No. `wbvector` is developed primarily to support Whitebox, but it is not restricted to Whitebox projects.
- **Whitebox-first**: API and roadmap decisions prioritize Whitebox vector I/O needs.
- **General-purpose**: the crate is usable as a standalone multi-format vector library in other Rust geospatial applications.
- **Format-complete**: 11 supported formats with full round-trip read/write, cross-format conversion, and CRS propagation make it broadly useful.
## What wbvector Is Not
`wbvector` is a format I/O and feature model layer. It is **not** a full vector analysis framework.

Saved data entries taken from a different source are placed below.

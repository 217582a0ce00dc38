//! Location subsystem for domain_geo.
//!
//! Provider adapters for IP geolocation services and the locator that
//! chains them in priority order.

pub mod locator;
pub mod providers;
pub mod types;

pub use locator::GeoLocator;
pub use providers::LocationProvider;
pub use types::{AllProvidersFailed, LocationRecord, ProviderError, ProviderKind};
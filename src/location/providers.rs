//! Geolocation providers: ipapi.co, ipinfo.io and freegeoip.app.
//!
//! Each adapter issues one blocking GET and maps the provider's own JSON
//! schema onto [`LocationRecord`]. Transport and schema failures are both
//! reported as [`ProviderError`].

use super::types::{LocationRecord, ProviderError, ProviderKind};
use serde::Deserialize;
use std::time::Duration;

/// Common capability of every provider adapter.
pub trait LocationProvider: Send + Sync {
    fn kind(&self) -> ProviderKind;

    fn fetch_location(&self, ip: &str) -> Result<LocationRecord, ProviderError>;
}

/// Build the blocking HTTP agent shared by all adapters.
pub fn http_agent(timeout: Duration, user_agent: &str) -> ureq::Agent {
    ureq::AgentBuilder::new()
        .timeout(timeout)
        .user_agent(user_agent)
        .build()
}

/// Build the adapter for `kind` against a URL template containing `{ip}`.
pub fn build_provider(
    kind: ProviderKind,
    template: &str,
    agent: ureq::Agent,
) -> Box<dyn LocationProvider> {
    let source = HttpSource::new(template, agent);
    match kind {
        ProviderKind::IpApi => Box::new(IpApi::new(source)),
        ProviderKind::IpInfo => Box::new(IpInfo::new(source)),
        ProviderKind::FreeGeoIp => Box::new(FreeGeoIp::new(source)),
    }
}

// ─── Transport ──────────────────────────────────────────────────

/// An endpoint template plus the agent used to call it.
#[derive(Clone)]
pub struct HttpSource {
    template: String,
    agent: ureq::Agent,
}

impl HttpSource {
    pub fn new(template: impl Into<String>, agent: ureq::Agent) -> Self {
        Self {
            template: template.into(),
            agent,
        }
    }

    pub fn url_for(&self, ip: &str) -> String {
        self.template.replace("{ip}", ip)
    }

    /// GET the endpoint for `ip` and return the raw body of a 2xx response.
    fn get_body(&self, ip: &str) -> Result<String, ProviderError> {
        let url = self.url_for(ip);
        let response = match self.agent.get(&url).call() {
            Ok(r) => r,
            Err(ureq::Error::Status(429, _)) => return Err(ProviderError::RateLimited),
            Err(ureq::Error::Status(code, _)) => return Err(ProviderError::Status(code)),
            Err(e) => return Err(ProviderError::Transport(e.to_string())),
        };

        let status = response.status();
        if !(200..300).contains(&status) {
            return Err(ProviderError::Status(status));
        }

        response
            .into_string()
            .map_err(|e| ProviderError::Transport(e.to_string()))
    }
}

// ─── Shared parsing helpers ─────────────────────────────────────

fn text(value: Option<String>) -> String {
    value.map(|s| s.trim().to_string()).unwrap_or_default()
}

fn accept(record: LocationRecord) -> Result<LocationRecord, ProviderError> {
    if record.has_location_data() {
        Ok(record)
    } else {
        Err(ProviderError::NoLocationData)
    }
}

fn is_rate_limit(reason: &str) -> bool {
    let lower = reason.to_lowercase();
    lower.contains("ratelimit") || lower.contains("rate limit") || lower.contains("too many")
}

fn rejection(reason: String) -> ProviderError {
    if is_rate_limit(&reason) {
        ProviderError::RateLimited
    } else {
        ProviderError::Rejected(reason)
    }
}

fn decode<'a, T: Deserialize<'a>>(body: &'a str) -> Result<T, ProviderError> {
    serde_json::from_str(body).map_err(|e| ProviderError::Malformed(e.to_string()))
}

/// Split an ipinfo-style `"lat,lon"` string into two coordinates.
pub fn parse_coordinate_pair(loc: &str) -> Option<(f64, f64)> {
    let mut parts = loc.split(',');
    let lat = parts.next()?.trim().parse::<f64>().ok()?;
    let lon = parts.next()?.trim().parse::<f64>().ok()?;
    if parts.next().is_some() {
        return None;
    }
    Some((lat, lon))
}

// ─── ipapi.co ───────────────────────────────────────────────────

#[derive(Deserialize)]
struct IpApiResult {
    #[serde(default)]
    error: bool,
    reason: Option<String>,
    city: Option<String>,
    region: Option<String>,
    country_name: Option<String>,
    latitude: Option<f64>,
    longitude: Option<f64>,
}

pub struct IpApi {
    source: HttpSource,
}

impl IpApi {
    pub fn new(source: HttpSource) -> Self {
        Self { source }
    }

    pub fn parse(body: &str) -> Result<LocationRecord, ProviderError> {
        let r: IpApiResult = decode(body)?;

        // Throttling and reserved ranges come back as 200 with an error flag.
        if r.error {
            return Err(rejection(r.reason.unwrap_or_else(|| "unspecified".into())));
        }

        accept(LocationRecord {
            city: text(r.city),
            region: text(r.region),
            country: text(r.country_name),
            latitude: r.latitude,
            longitude: r.longitude,
            source: ProviderKind::IpApi,
        })
    }
}

impl LocationProvider for IpApi {
    fn kind(&self) -> ProviderKind {
        ProviderKind::IpApi
    }

    fn fetch_location(&self, ip: &str) -> Result<LocationRecord, ProviderError> {
        Self::parse(&self.source.get_body(ip)?)
    }
}

// ─── ipinfo.io ──────────────────────────────────────────────────

#[derive(Deserialize)]
struct IpInfoError {
    title: Option<String>,
    message: Option<String>,
}

#[derive(Deserialize)]
struct IpInfoResult {
    city: Option<String>,
    region: Option<String>,
    country: Option<String>,
    loc: Option<String>,
    #[serde(default)]
    bogon: bool,
    error: Option<IpInfoError>,
}

pub struct IpInfo {
    source: HttpSource,
}

impl IpInfo {
    pub fn new(source: HttpSource) -> Self {
        Self { source }
    }

    pub fn parse(body: &str) -> Result<LocationRecord, ProviderError> {
        let r: IpInfoResult = decode(body)?;

        if let Some(err) = r.error {
            let title = err.title.unwrap_or_default();
            if is_rate_limit(&title) {
                return Err(ProviderError::RateLimited);
            }
            let reason = err
                .message
                .filter(|m| !m.is_empty())
                .unwrap_or_else(|| if title.is_empty() { "unspecified".into() } else { title });
            return Err(rejection(reason));
        }
        if r.bogon {
            return Err(ProviderError::NoLocationData);
        }

        let coords = r.loc.as_deref().and_then(parse_coordinate_pair);

        accept(LocationRecord {
            city: text(r.city),
            region: text(r.region),
            country: text(r.country),
            latitude: coords.map(|(lat, _)| lat),
            longitude: coords.map(|(_, lon)| lon),
            source: ProviderKind::IpInfo,
        })
    }
}

impl LocationProvider for IpInfo {
    fn kind(&self) -> ProviderKind {
        ProviderKind::IpInfo
    }

    fn fetch_location(&self, ip: &str) -> Result<LocationRecord, ProviderError> {
        Self::parse(&self.source.get_body(ip)?)
    }
}

// ─── freegeoip.app ──────────────────────────────────────────────

#[derive(Deserialize)]
struct FreeGeoIpResult {
    city: Option<String>,
    #[serde(alias = "region")]
    region_name: Option<String>,
    country_name: Option<String>,
    latitude: Option<f64>,
    longitude: Option<f64>,
}

pub struct FreeGeoIp {
    source: HttpSource,
}

impl FreeGeoIp {
    pub fn new(source: HttpSource) -> Self {
        Self { source }
    }

    pub fn parse(body: &str) -> Result<LocationRecord, ProviderError> {
        let r: FreeGeoIpResult = decode(body)?;

        accept(LocationRecord {
            city: text(r.city),
            region: text(r.region_name),
            country: text(r.country_name),
            latitude: r.latitude,
            longitude: r.longitude,
            source: ProviderKind::FreeGeoIp,
        })
    }
}

impl LocationProvider for FreeGeoIp {
    fn kind(&self) -> ProviderKind {
        ProviderKind::FreeGeoIp
    }

    fn fetch_location(&self, ip: &str) -> Result<LocationRecord, ProviderError> {
        Self::parse(&self.source.get_body(ip)?)
    }
}
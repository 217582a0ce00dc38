use tracing_subscriber::{layer::SubscriberExt, util::SubscriberInitExt, EnvFilter};

/// Install the stderr subscriber. `RUST_LOG` takes precedence over `verbose`.
pub fn init(verbose: bool) {
    let default = if verbose { "domain_geo=debug,info" } else { "domain_geo=info,warn" };
    let filter = EnvFilter::try_from_default_env().unwrap_or_else(|_| EnvFilter::new(default));

    // A second call (e.g. from tests) keeps the first subscriber.
    let _ = tracing_subscriber::registry()
        .with(filter)
        .with(
            tracing_subscriber::fmt::layer()
                .with_writer(std::io::stderr)
                .with_target(false)
                .with_thread_ids(false)
                .with_file(false)
                .with_line_number(false)
                .compact(),
        )
        .try_init();
}
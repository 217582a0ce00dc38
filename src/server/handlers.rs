use axum::extract::{Query, State};
use axum::http::StatusCode;
use axum::response::{IntoResponse, Json, Response};
use serde::{Deserialize, Serialize};
use std::sync::Arc;
use std::time::Instant;
use tracing::info;

use crate::lookup::{DomainError, DomainRecord};

use super::state::AppState;

// ─── Error response ──────────────────────────────────────────────

#[derive(Serialize)]
struct ApiErrorBody {
    error: String,
    code: u16,
}

#[derive(Debug)]
pub struct ApiError(StatusCode, String);

impl ApiError {
    pub fn status(&self) -> StatusCode {
        self.0
    }
}

impl IntoResponse for ApiError {
    fn into_response(self) -> Response {
        let body = ApiErrorBody {
            error: self.1,
            code: self.0.as_u16(),
        };
        (self.0, Json(body)).into_response()
    }
}

impl From<DomainError> for ApiError {
    fn from(e: DomainError) -> Self {
        api_error(status_for(&e), e.to_string())
    }
}

fn api_error(status: StatusCode, msg: impl Into<String>) -> ApiError {
    ApiError(status, msg.into())
}

fn status_for(e: &DomainError) -> StatusCode {
    match e {
        DomainError::InvalidFormat(_) => StatusCode::BAD_REQUEST,
        DomainError::UnresolvableDomain(_) => StatusCode::NOT_FOUND,
        DomainError::AddressResolutionFailed { .. } => StatusCode::BAD_GATEWAY,
        DomainError::LocationUnavailable(_) => StatusCode::SERVICE_UNAVAILABLE,
    }
}

// ─── GET /health ─────────────────────────────────────────────────

pub async fn health() -> Json<serde_json::Value> {
    Json(serde_json::json!({ "status": "ok" }))
}

// ─── GET /api/lookup ─────────────────────────────────────────────

#[derive(Deserialize)]
pub struct LookupQuery {
    pub domain: Option<String>,
}

pub async fn lookup(
    State(state): State<Arc<AppState>>,
    Query(params): Query<LookupQuery>,
) -> Result<Json<DomainRecord>, ApiError> {
    let start = Instant::now();

    let input = params.domain.unwrap_or_default();
    if input.trim().is_empty() {
        return Err(api_error(StatusCode::BAD_REQUEST, "Missing 'domain' parameter"));
    }

    // DNS and provider calls block; keep them off the async workers.
    let query = input.clone();
    let result = tokio::task::spawn_blocking(move || state.validator.validate_domain(&query))
        .await
        .map_err(|e| api_error(StatusCode::INTERNAL_SERVER_ERROR, format!("lookup task failed: {}", e)))?;

    let record = result?;

    info!(
        "GET /api/lookup?domain={} -> {} ({:.1}ms)",
        input,
        record.resolved_address,
        start.elapsed().as_secs_f64() * 1000.0,
    );

    Ok(Json(record))
}
use std::fmt::{self, Debug, Display};
use std::io;

/// Provides `ModelError` and maps other errors to
/// convert to a `ModelError`
#[derive(Debug)]
#[allow(clippy::module_name_repetitions)]
pub enum ModelError {
    IoError(io::Error),
    JsonError(serde_json::Error),
    CSVError(csv::Error),
    DateError(time::error::Parse),
    /// A flow, output or initial value names a compartment the model does not declare.
    UnknownCompartment(String),
    /// An output refers to a flow the model does not declare.
    UnknownFlow(String),
    /// Flow, output and compartment names are unique within a model.
    DuplicateName(String),
    InvalidPopulation { compartment: String, value: f64 },
    /// A time series index must be strictly increasing.
    UnorderedIndex(String),
    InvalidFunction(String),
    ModelError(String),
}

impl From<io::Error> for ModelError {
    fn from(error: io::Error) -> Self {
        ModelError::IoError(error)
    }
}

impl From<serde_json::Error> for ModelError {
    fn from(error: serde_json::Error) -> Self {
        ModelError::JsonError(error)
    }
}

impl From<csv::Error> for ModelError {
    fn from(error: csv::Error) -> Self {
        ModelError::CSVError(error)
    }
}

impl From<time::error::Parse> for ModelError {
    fn from(error: time::error::Parse) -> Self {
        ModelError::DateError(error)
    }
}

impl From<String> for ModelError {
    fn from(error: String) -> Self {
        ModelError::ModelError(error)
    }
}

impl From<&str> for ModelError {
    fn from(error: &str) -> Self {
        ModelError::ModelError(error.to_string())
    }
}

impl std::error::Error for ModelError {
    fn source(&self) -> Option<&(dyn std::error::Error + 'static)> {
        match self {
            ModelError::IoError(e) => Some(e),
            ModelError::JsonError(e) => Some(e),
            ModelError::CSVError(e) => Some(e),
            ModelError::DateError(e) => Some(e),
            _ => None,
        }
    }
}

impl Display for ModelError {
    fn fmt(&self, f: &mut fmt::Formatter) -> fmt::Result {
        match self {
            ModelError::UnknownCompartment(name) => {
                write!(f, "Error: compartment `{name}` is not declared in the model")
            }
            ModelError::UnknownFlow(name) => {
                write!(f, "Error: flow `{name}` is not declared in the model")
            }
            ModelError::DuplicateName(name) => write!(f, "Error: `{name}` is already declared"),
            ModelError::InvalidPopulation { compartment, value } => write!(
                f,
                "Error: initial population {value} for compartment `{compartment}` must be finite and non-negative"
            ),
            _ => write!(f, "Error: {self:?}"),
        }
    }
}
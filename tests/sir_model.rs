use std::io::Write;

use assert_approx_eq::assert_approx_eq;
use learningmodel::data::load_infection_data;
use learningmodel::parameters::Parameters;
use learningmodel::sir::{build_model, REF_DATE};
use learningmodel::CompartmentalModel;

// Unit daily steps, enough to line the model up with daily data.
fn daily_trajectory(
    model: &CompartmentalModel,
    parameters: &Parameters,
) -> (Vec<f64>, Vec<Vec<f64>>) {
    let (start, end) = model.times();
    let mut times = vec![start];
    let mut trajectory = vec![model.initial_population().to_vec()];
    let mut t = start;
    while t < end {
        let state = trajectory.last().unwrap();
        let change = model.derivatives(t, state, parameters).unwrap();
        let next = state.iter().zip(&change).map(|(x, dx)| x + dx).collect();
        t += 1.0;
        times.push(t);
        trajectory.push(next);
    }
    (times, trajectory)
}

#[test]
fn nothing_happens_before_seeding() {
    let model = build_model().unwrap();
    let parameters = Parameters::default();
    let derivatives = model
        .derivatives(0.0, model.initial_population(), &parameters)
        .unwrap();
    assert_eq!(derivatives, vec![0.0, 0.0, 0.0]);
}

#[test]
fn seeding_adds_one_week_of_imports() {
    let model = build_model().unwrap();
    let parameters = Parameters::default();
    let (_, trajectory) = daily_trajectory(&model, &parameters);

    let total: f64 = trajectory.last().unwrap().iter().sum();
    assert_approx_eq!(total, 1000.0 + 7.0 * 2.0, 1e-9);
    assert!(trajectory.iter().flatten().all(|x| *x >= 0.0));
}

#[test]
fn incidence_tracks_the_bundled_data() {
    let model = build_model().unwrap();
    let parameters = Parameters::default();
    let (times, trajectory) = daily_trajectory(&model, &parameters);
    let outputs = model.derived_outputs(&times, &trajectory, &parameters).unwrap();
    let incidence = outputs
        .iter()
        .find(|output| output.name == "infection")
        .unwrap();

    let epoch = model.epoch().unwrap();
    assert_eq!(epoch.ref_date(), REF_DATE);
    let data = load_infection_data().unwrap();
    for (date, observed) in data.iter() {
        let day = epoch.date_to_number(date);
        let modelled = incidence.values[times.iter().position(|t| *t == day).unwrap()];
        assert!(
            (modelled - observed).abs() <= 0.5 + 1e-9,
            "{date}: modelled {modelled}, observed {observed}"
        );
    }
}

#[test]
fn compartment_outputs_are_compartment_sizes() {
    let model = build_model().unwrap();
    let parameters = Parameters::default();
    let (times, trajectory) = daily_trajectory(&model, &parameters);
    let outputs = model.derived_outputs(&times, &trajectory, &parameters).unwrap();

    for (position, name) in ["S", "I", "R"].iter().enumerate() {
        let output = outputs.iter().find(|output| output.name == *name).unwrap();
        let expected: Vec<f64> = trajectory.iter().map(|state| state[position]).collect();
        assert_eq!(output.values, expected);
    }
}

#[test]
fn parameters_from_file_move_the_seeding_window() {
    let mut file = tempfile::NamedTempFile::new().unwrap();
    write!(file, r#"{{"seed_start": 10.0, "seed_rate": 5.0}}"#).unwrap();
    let parameters = Parameters::from_json_file(file.path()).unwrap();

    let model = build_model().unwrap();
    let seed = model.flow("seed").unwrap().rate();
    assert_eq!(seed.evaluate(9.0, &parameters).unwrap(), 0.0);
    assert_eq!(seed.evaluate(10.0, &parameters).unwrap(), 5.0);
    assert_eq!(seed.evaluate(16.5, &parameters).unwrap(), 5.0);
    assert_eq!(seed.evaluate(17.0, &parameters).unwrap(), 0.0);
}
//! Named model parameters.
//!
//! Rates and breakpoints are declared against a [`Value`], which may refer to a parameter by
//! name. Nothing is resolved until a [`Parameters`] record is supplied, so one model declaration
//! can be evaluated under many parameter sets.
//!
//! ```rust
//! use learningmodel::parameters::{param, ParamName, Parameters};
//!
//! let seed_end = param(ParamName::SeedStart) + 7.0;
//! let parameters = Parameters {
//!     seed_start: 31.0,
//!     ..Parameters::default()
//! };
//! assert_eq!(seed_end.resolve(&parameters), 38.0);
//! ```
use std::fs::File;
use std::io::BufReader;
use std::ops::Add;
use std::path::Path;

use log::info;
use serde::{Deserialize, Serialize};
use strum::{AsRefStr, Display, EnumIter, EnumString};

use crate::error::ModelError;

/// The parameters a model may refer to by name.
#[derive(Debug, Clone, Copy, PartialEq, Eq, Hash, Display, EnumString, EnumIter, AsRefStr)]
#[strum(serialize_all = "snake_case")]
pub enum ParamName {
    SeedStart,
    SeedRate,
    ContactRate,
    RecoveryRate,
}

/// Concrete values for every [`ParamName`]. Loaded from JSON, any field missing from the file
/// keeps its default.
#[derive(Debug, Clone, Copy, PartialEq, Serialize, Deserialize)]
#[serde(default, deny_unknown_fields)]
pub struct Parameters {
    /// Time the seeding window opens, in days since the model's reference date.
    pub seed_start: f64,
    /// Imported infections per day while seeding.
    pub seed_rate: f64,
    pub contact_rate: f64,
    pub recovery_rate: f64,
}

impl Parameters {
    #[must_use]
    pub fn get(&self, name: ParamName) -> f64 {
        match name {
            ParamName::SeedStart => self.seed_start,
            ParamName::SeedRate => self.seed_rate,
            ParamName::ContactRate => self.contact_rate,
            ParamName::RecoveryRate => self.recovery_rate,
        }
    }

    /// Reads parameters from a JSON object such as `{"seed_rate": 3.0}`.
    ///
    /// # Errors
    /// Returns `ModelError::IoError` if the file cannot be opened and `ModelError::JsonError` if
    /// it is not a JSON object of known parameter names with numeric values.
    pub fn from_json_file(path: &Path) -> Result<Self, ModelError> {
        info!("Loading parameters from {}", path.display());
        let reader = BufReader::new(File::open(path)?);
        let parameters: Parameters = serde_json::from_reader(reader)?;
        Ok(parameters)
    }
}

/// A number that is either known now or looked up in [`Parameters`] later.
#[derive(Debug, Clone, PartialEq)]
pub enum Value {
    Constant(f64),
    Param(ParamName),
    Sum(Box<Value>, Box<Value>),
}

impl Value {
    #[must_use]
    pub fn resolve(&self, parameters: &Parameters) -> f64 {
        match self {
            Value::Constant(value) => *value,
            Value::Param(name) => parameters.get(*name),
            Value::Sum(lhs, rhs) => lhs.resolve(parameters) + rhs.resolve(parameters),
        }
    }
}

/// Shorthand for `Value::Param(name)`.
#[must_use]
pub fn param(name: ParamName) -> Value {
    Value::Param(name)
}

impl From<f64> for Value {
    fn from(value: f64) -> Self {
        Value::Constant(value)
    }
}

impl From<ParamName> for Value {
    fn from(name: ParamName) -> Self {
        Value::Param(name)
    }
}

impl Add for Value {
    type Output = Value;

    fn add(self, rhs: Value) -> Value {
        Value::Sum(Box::new(self), Box::new(rhs))
    }
}

impl Add<f64> for Value {
    type Output = Value;

    fn add(self, rhs: f64) -> Value {
        self + Value::Constant(rhs)
    }
}
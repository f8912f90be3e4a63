/*!

A "logger" used when the `logging` feature is off. It outputs nothing but keeps the public API.

*/

use crate::log::LogConfiguration;

impl LogConfiguration {
    pub(in crate::log) fn set_config(&mut self) {
        log::set_max_level(self.global_log_level);
    }
}
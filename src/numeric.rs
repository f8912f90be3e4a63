//! Floating point comparisons, thin wrappers around the `approx` crate.

use approx::AbsDiffEq;

/// Default absolute tolerance for comparing model quantities.
pub const ACC: f64 = 10e-11;

/// Compares if two floats are close via `approx::abs_diff_eq` using a maximum absolute difference
/// (epsilon) of `acc`.
#[must_use]
pub fn almost_eq(a: f64, b: f64, acc: f64) -> bool {
    if a.is_infinite() && b.is_infinite() {
        return a == b;
    }
    a.abs_diff_eq(&b, acc)
}

/// Panics unless `abs(left - right) < prec`.
#[macro_export]
macro_rules! assert_almost_eq {
    ($a:expr, $b:expr, $prec:expr $(,)?) => {
        if !$crate::numeric::almost_eq($a, $b, $prec) {
            panic!(
                "assertion failed: `abs(left - right) < {:e}`, (left: `{}`, right: `{}`)",
                $prec, $a, $b
            );
        }
    };
}
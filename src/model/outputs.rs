//! Requested outputs and their evaluation over a trajectory computed elsewhere.
use crate::error::ModelError;
use crate::model::CompartmentalModel;
use crate::parameters::Parameters;

#[derive(Debug, Clone, PartialEq, Eq)]
pub enum OutputSource {
    /// The rate of one flow, by index into the model's flows.
    Flow(usize),
    /// The summed size of compartments, by index.
    Compartments(Vec<usize>),
}

#[derive(Debug, Clone, PartialEq, Eq)]
pub struct OutputRequest {
    pub(crate) name: String,
    pub(crate) source: OutputSource,
}

impl OutputRequest {
    #[must_use]
    pub fn name(&self) -> &str {
        &self.name
    }

    #[must_use]
    pub fn source(&self) -> &OutputSource {
        &self.source
    }
}

/// One requested output evaluated at every time of a trajectory.
#[derive(Debug, Clone, PartialEq)]
pub struct DerivedOutput {
    pub name: String,
    pub values: Vec<f64>,
}

impl CompartmentalModel {
    /// Evaluates every requested output along `trajectory`, where `trajectory[i]` holds the
    /// compartment sizes at `times[i]`. Flow outputs give the instantaneous flow rate.
    ///
    /// # Errors
    /// Returns `ModelError::ModelError` if `times` and `trajectory` differ in length or a state
    /// has the wrong width, and propagates errors from evaluating flow rates.
    pub fn derived_outputs(
        &self,
        times: &[f64],
        trajectory: &[Vec<f64>],
        parameters: &Parameters,
    ) -> Result<Vec<DerivedOutput>, ModelError> {
        if times.len() != trajectory.len() {
            return Err(format!(
                "{} times given for a trajectory of {} states",
                times.len(),
                trajectory.len()
            )
            .into());
        }

        let mut outputs: Vec<DerivedOutput> = self
            .outputs
            .iter()
            .map(|request| DerivedOutput {
                name: request.name.clone(),
                values: Vec::with_capacity(times.len()),
            })
            .collect();

        for (&t, state) in times.iter().zip(trajectory) {
            let flow_rates = self.flow_rates(t, state, parameters)?;
            for (request, output) in self.outputs.iter().zip(outputs.iter_mut()) {
                let value = match &request.source {
                    OutputSource::Flow(flow) => flow_rates[*flow],
                    OutputSource::Compartments(compartments) => {
                        compartments.iter().map(|c| state[*c]).sum::<f64>()
                    }
                };
                output.values.push(value);
            }
        }
        Ok(outputs)
    }
}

- Not a spatial analysis library (overlay, buffering, simplification belong in `wbtopology`).
- Not a rendering or visualization engine.
- Not a spatial database engine (GeoPackage support is focused on single-layer workflows).
- Not a network or protocol layer (all I/O is file-based).
## Features
- Easy cross-format conversion (`read` into a `Layer`, then `write` to another format)
- Layer reprojection utilities backed by `wbprojection`
- Pure Rust implementation (core external dependencies include `thiserror`, `flatbuffers`, and `wbprojection`)
## Supported Formats
| Format | Read | Write | Notes |
|--------|:----:|:-----:|-------|
| **FlatGeobuf** (`.fgb`) | ✓ | ✓ | High-performance binary interchange |
| **GeoJSON** (`.geojson`) | ✓ | ✓ | Web-friendly JSON text format |
| **GeoPackage** (`.gpkg`) | ✓ | ✓ | SQLite container; supports multi-layer workflows |
| **Geography Markup Language** (`.gml`) | ✓ | ✓ | Standards-based XML exchange |
| **GPS Exchange Format** (`.gpx`) | ✓ | ✓ | GPS tracks/routes/waypoints |
| **Keyhole Markup Language** (`.kml`) | ✓ | ✓ | Google Earth-style visualization format |
| **MapInfo Interchange** (`.mif` + `.mid`) | ✓ | ✓ | Legacy MapInfo interoperability |
| **ESRI Shapefile** (`.shp` + sidecars) | ✓ | ✓ | Broad legacy GIS compatibility |
| **GeoParquet** (`.parquet`) | ✓ | ✓ | Optional `geoparquet` feature |
| **Keyhole Markup Zipped** (`.kmz`) | ✓ | ✓ | Optional `kmz` feature |
| **OpenStreetMap PBF** (`.osm.pbf`) | ✓ | — | Read-only; optional `osmpbf` feature |
## Format Properties (Detailed Comparison)
Supported formats are summarized above; this section provides deeper trade-off guidance.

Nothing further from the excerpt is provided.